:: WHAT IS EXPECTED ::
Which lines below contain "most"? Copy every one of them.

:: DATA PROVIDED ::
*-*-*

//! Scheduler state: thread table, ready queue, armed timeouts.
//!
//! Everything here is only reachable through the kernel's interrupt-lock
//! guard, so every mutation is linearized by the interrupt lock. None of
//! these operations block.

mod ready;
mod wait_q;

pub(crate) use wait_q::WaitQueue;

use crate::errors::{contract_violation, kassert, SpawnError};
use crate::thread::{PollerState, Priority, SwapStatus, Tcb, ThreadId, ThreadState};
use crate::time::{Timeout, TimeoutQueue};
use core::any::Any;
use ready::ReadyQueue;

extern crate alloc;
use alloc::boxed::Box;
use alloc::collections::BTreeMap;
use alloc::vec;

pub(crate) struct SchedState {
    threads: BTreeMap<ThreadId, Tcb>,
    ready: ReadyQueue,
    current: Option<ThreadId>,
    timeouts: TimeoutQueue,
    ticks: u64,
    isr_nesting: u32,
    next_poll_call: u64,
    max_threads: usize,
}

impl SchedState {
    pub(crate) fn new(max_threads: usize) -> Self {
        Self {
            threads: BTreeMap::new(),
            ready: ReadyQueue::new(),
            current: None,
            timeouts: TimeoutQueue::new(),
            ticks: 0,
            isr_nesting: 0,
            next_poll_call: 0,
            max_threads,
        }
    }

    pub(crate) fn ticks(&self) -> u64 {
        self.ticks
    }

    pub(crate) fn in_isr(&self) -> bool {
        self.isr_nesting > 0
    }

    pub(crate) fn enter_isr(&mut self) {
        self.isr_nesting += 1;
    }

    /// Leave one interrupt level; returns the remaining nesting depth.
    pub(crate) fn exit_isr(&mut self) -> u32 {
        kassert!(self.isr_nesting > 0, "interrupt exit without entry");
        self.isr_nesting -= 1;
        self.isr_nesting
    }

    // ------------------------------------------------------------------
    // Thread table
    // ------------------------------------------------------------------

    pub(crate) fn thread(&self, id: ThreadId) -> Option<&Tcb> {
        self.threads.get(&id)
    }

    pub(crate) fn thread_mut(&mut self, id: ThreadId) -> Option<&mut Tcb> {
        self.threads.get_mut(&id)
    }

    pub(crate) fn current_id(&self) -> Option<ThreadId> {
        self.current
    }

    pub(crate) fn current(&self) -> ThreadId {
        match self.current {
            Some(id) => id,
            None => contract_violation(format_args!("no current thread")),
        }
    }

    pub(crate) fn current_tcb_mut(&mut self) -> &mut Tcb {
        let id = self.current();
        match self.threads.get_mut(&id) {
            Some(tcb) => tcb,
            None => contract_violation(format_args!("current thread {} not in table", id)),
        }
    }

    /// Add a new thread to the table and the ready queue.
    pub(crate) fn add_thread(&mut self, tcb: Tcb) -> Result<(), SpawnError> {
        if self.threads.len() >= self.max_threads {
            return Err(SpawnError::TooManyThreads);
        }
        let (id, priority) = (tcb.id, tcb.priority);
        self.threads.insert(id, tcb);
        self.ready.push_back(id, priority);
        Ok(())
    }

    /// Install the thread that is already executing (the main context).
    pub(crate) fn adopt_running(&mut self, mut tcb: Tcb) -> Result<(), SpawnError> {
        if self.threads.len() >= self.max_threads {
            return Err(SpawnError::TooManyThreads);
        }
        kassert!(self.current.is_none(), "a thread is already running");
        tcb.state = ThreadState::Running;
        self.current = Some(tcb.id);
        self.threads.insert(tcb.id, tcb);
        Ok(())
    }

    /// Take the running thread out of the table.
    pub(crate) fn remove_current(&mut self) -> Tcb {
        let id = self.current();
        let Some(mut tcb) = self.threads.remove(&id) else {
            contract_violation(format_args!("current thread {} not in table", id))
        };
        kassert!(
            tcb.pended_on.is_none() && tcb.poller.is_none(),
            "thread {} exiting while registered as a waiter",
            id
        );
        tcb.state = ThreadState::Terminated;
        self.current = None;
        tcb
    }

    pub(crate) fn set_priority(&mut self, id: ThreadId, priority: Priority) -> bool {
        let Some(tcb) = self.threads.get_mut(&id) else {
            return false;
        };
        let old = tcb.priority;
        tcb.priority = priority;
        match tcb.state {
            ThreadState::Ready => {
                self.ready.remove(id, old);
                self.ready.push_back(id, priority);
            }
            ThreadState::Pending => {
                if let Some(queue) = &tcb.pended_on {
                    queue.remove(id);
                    queue.insert(id, priority);
                }
            }
            ThreadState::Running | ThreadState::Terminated => {}
        }
        true
    }

    // ------------------------------------------------------------------
    // Wait queue operations
    // ------------------------------------------------------------------

    /// Block the running `thread` on `queue`, or on nothing for a plain
    /// sleep, arming a timeout unless `timeout` is infinite.
    pub(crate) fn pend(&mut self, queue: Option<&WaitQueue>, thread: ThreadId, timeout: Timeout) {
        let Some(tcb) = self.threads.get_mut(&thread) else {
            contract_violation(format_args!("pend of unknown thread {}", thread))
        };
        kassert!(
            tcb.state == ThreadState::Running,
            "thread {} pended while {:?}",
            thread,
            tcb.state
        );
        kassert!(
            tcb.pended_on.is_none(),
            "thread {} already pending on another wait queue",
            thread
        );

        tcb.state = ThreadState::Pending;
        tcb.swap_status = SwapStatus::TimedOut;
        tcb.swap_data = None;

        if let Some(queue) = queue {
            queue.insert(thread, tcb.priority);
            tcb.pended_on = Some(queue.clone());
        }
        match timeout.as_ticks() {
            Some(ticks) => {
                let key = self.timeouts.arm(self.ticks, ticks, thread);
                log::trace!("thread {} pending until tick {}", thread, key.deadline());
                tcb.timeout = Some(key);
            }
            None => log::trace!("thread {} pending", thread),
        }
    }

    pub(crate) fn pend_current(&mut self, queue: Option<&WaitQueue>, timeout: Timeout) {
        let thread = self.current();
        self.pend(queue, thread, timeout);
    }

    /// Detach the most urgent waiter from `queue`.
    pub(crate) fn unpend_first(&mut self, queue: &WaitQueue) -> Option<ThreadId> {
        let thread = queue.pop_first()?;
        let Some(tcb) = self.threads.get_mut(&thread) else {
            contract_violation(format_args!("wait queue holds unknown thread {}", thread))
        };
        let owned = tcb
            .pended_on
            .take()
            .map_or(false, |pended| pended.same_queue(queue));
        kassert!(owned, "wait queue holds thread {} pending elsewhere", thread);
        Some(thread)
    }

    pub(crate) fn peek_first(&self, queue: &WaitQueue) -> Option<ThreadId> {
        queue.first()
    }

    /// Detach `thread` from whatever wait queue it is blocked on.
    pub(crate) fn unpend(&mut self, thread: ThreadId) -> bool {
        match self.threads.get_mut(&thread).and_then(|tcb| tcb.pended_on.take()) {
            Some(queue) => queue.remove(thread),
            None => false,
        }
    }

    /// Make a detached pending thread runnable, delivering `data` through its
    /// swap slot with a successful status.
    pub(crate) fn wake(&mut self, thread: ThreadId, data: Option<Box<dyn Any + Send>>) {
        let Some(tcb) = self.threads.get_mut(&thread) else {
            contract_violation(format_args!("wake of unknown thread {}", thread))
        };
        kassert!(
            tcb.state == ThreadState::Pending && tcb.pended_on.is_none(),
            "wake of thread {} that is not detached and pending",
            thread
        );
        if let Some(key) = tcb.timeout.take() {
            self.timeouts.abort(key);
        }
        tcb.swap_status = SwapStatus::Woken;
        tcb.swap_data = data;
        tcb.state = ThreadState::Ready;
        self.ready.push_back(thread, tcb.priority);

        log::trace!("thread {} woken", thread);
    }

    // ------------------------------------------------------------------
    // Time
    // ------------------------------------------------------------------

    pub(crate) fn advance(&mut self, ticks: u64) {
        self.ticks = self.ticks.saturating_add(ticks);
    }

    pub(crate) fn next_deadline(&self) -> Option<u64> {
        self.timeouts.next_deadline()
    }

    pub(crate) fn armed_timeouts(&self) -> usize {
        self.timeouts.len()
    }

    /// Resume every pending thread whose deadline has passed with a
    /// timed-out status. Returns how many were resumed.
    pub(crate) fn expire_timeouts(&mut self) -> usize {
        let mut expired = 0;
        while let Some(thread) = self.timeouts.pop_expired(self.ticks) {
            let Some(tcb) = self.threads.get_mut(&thread) else {
                continue;
            };
            tcb.timeout = None;
            if tcb.state != ThreadState::Pending {
                continue;
            }
            if let Some(queue) = tcb.pended_on.take() {
                queue.remove(thread);
            }
            tcb.swap_status = SwapStatus::TimedOut;
            tcb.state = ThreadState::Ready;
            self.ready.push_back(thread, tcb.priority);
            expired += 1;

            log::trace!("thread {} timed out at tick {}", thread, self.ticks);
        }
        expired
    }

    // ------------------------------------------------------------------
    // Rescheduling
    // ------------------------------------------------------------------

    pub(crate) fn has_ready(&self) -> bool {
        self.ready.len() > 0
    }

    /// Whether the running thread must give way right now: it is
    /// preemptible, we are not in an interrupt, and a more urgent thread is
    /// ready.
    pub(crate) fn must_switch(&self) -> bool {
        if self.in_isr() {
            return false;
        }
        let Some(current) = self.current.and_then(|id| self.threads.get(&id)) else {
            return false;
        };
        current.priority.is_preemptible()
            && self
                .ready
                .highest_priority()
                .map_or(false, |prio| prio.is_higher_than(current.priority))
    }

    /// Move the running thread to the back of its level if a peer of equal or
    /// higher priority is ready. Returns whether a switch is needed.
    pub(crate) fn yield_current(&mut self) -> bool {
        let id = self.current();
        let Some(tcb) = self.threads.get_mut(&id) else {
            return false;
        };
        let peer_ready = self
            .ready
            .highest_priority()
            .map_or(false, |prio| !tcb.priority.is_higher_than(prio));
        if peer_ready {
            tcb.state = ThreadState::Ready;
            self.ready.push_back(id, tcb.priority);
        }
        peer_ready
    }

    /// Pick the next thread to run. A thread that is still running is
    /// preempted and returns to the front of its level.
    pub(crate) fn switch_out(&mut self) -> (ThreadId, ThreadId) {
        let from = self.current();
        if let Some(tcb) = self.threads.get_mut(&from) {
            if tcb.state == ThreadState::Running {
                tcb.state = ThreadState::Ready;
                self.ready.push_front(from, tcb.priority);
            }
        }
        let to = self.switch_to_next();
        (from, to)
    }

    /// Make the most urgent ready thread the running one.
    pub(crate) fn switch_to_next(&mut self) -> ThreadId {
        let Some(next) = self.ready.pop_highest() else {
            contract_violation(format_args!("no runnable thread"))
        };
        if let Some(tcb) = self.threads.get_mut(&next) {
            tcb.state = ThreadState::Running;
        }
        self.current = Some(next);
        next
    }

    // ------------------------------------------------------------------
    // Poll bookkeeping
    // ------------------------------------------------------------------

    /// Open a poll call on the running thread with one result slot per event.
    pub(crate) fn begin_poll(&mut self, events: usize) -> u64 {
        let call = self.next_poll_call;
        self.next_poll_call += 1;
        let tcb = self.current_tcb_mut();
        kassert!(tcb.poller.is_none(), "thread {} already polling", tcb.id);
        tcb.poller = Some(PollerState {
            call,
            ready: vec![None; events],
        });
        call
    }

    pub(crate) fn end_poll(&mut self) -> Option<PollerState> {
        self.current_tcb_mut().poller.take()
    }
}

*-*-*

:: WORKED SOLUTION ::
    /// Detach the most urgent waiter from `queue`.
    /// Make the most urgent ready thread the running one.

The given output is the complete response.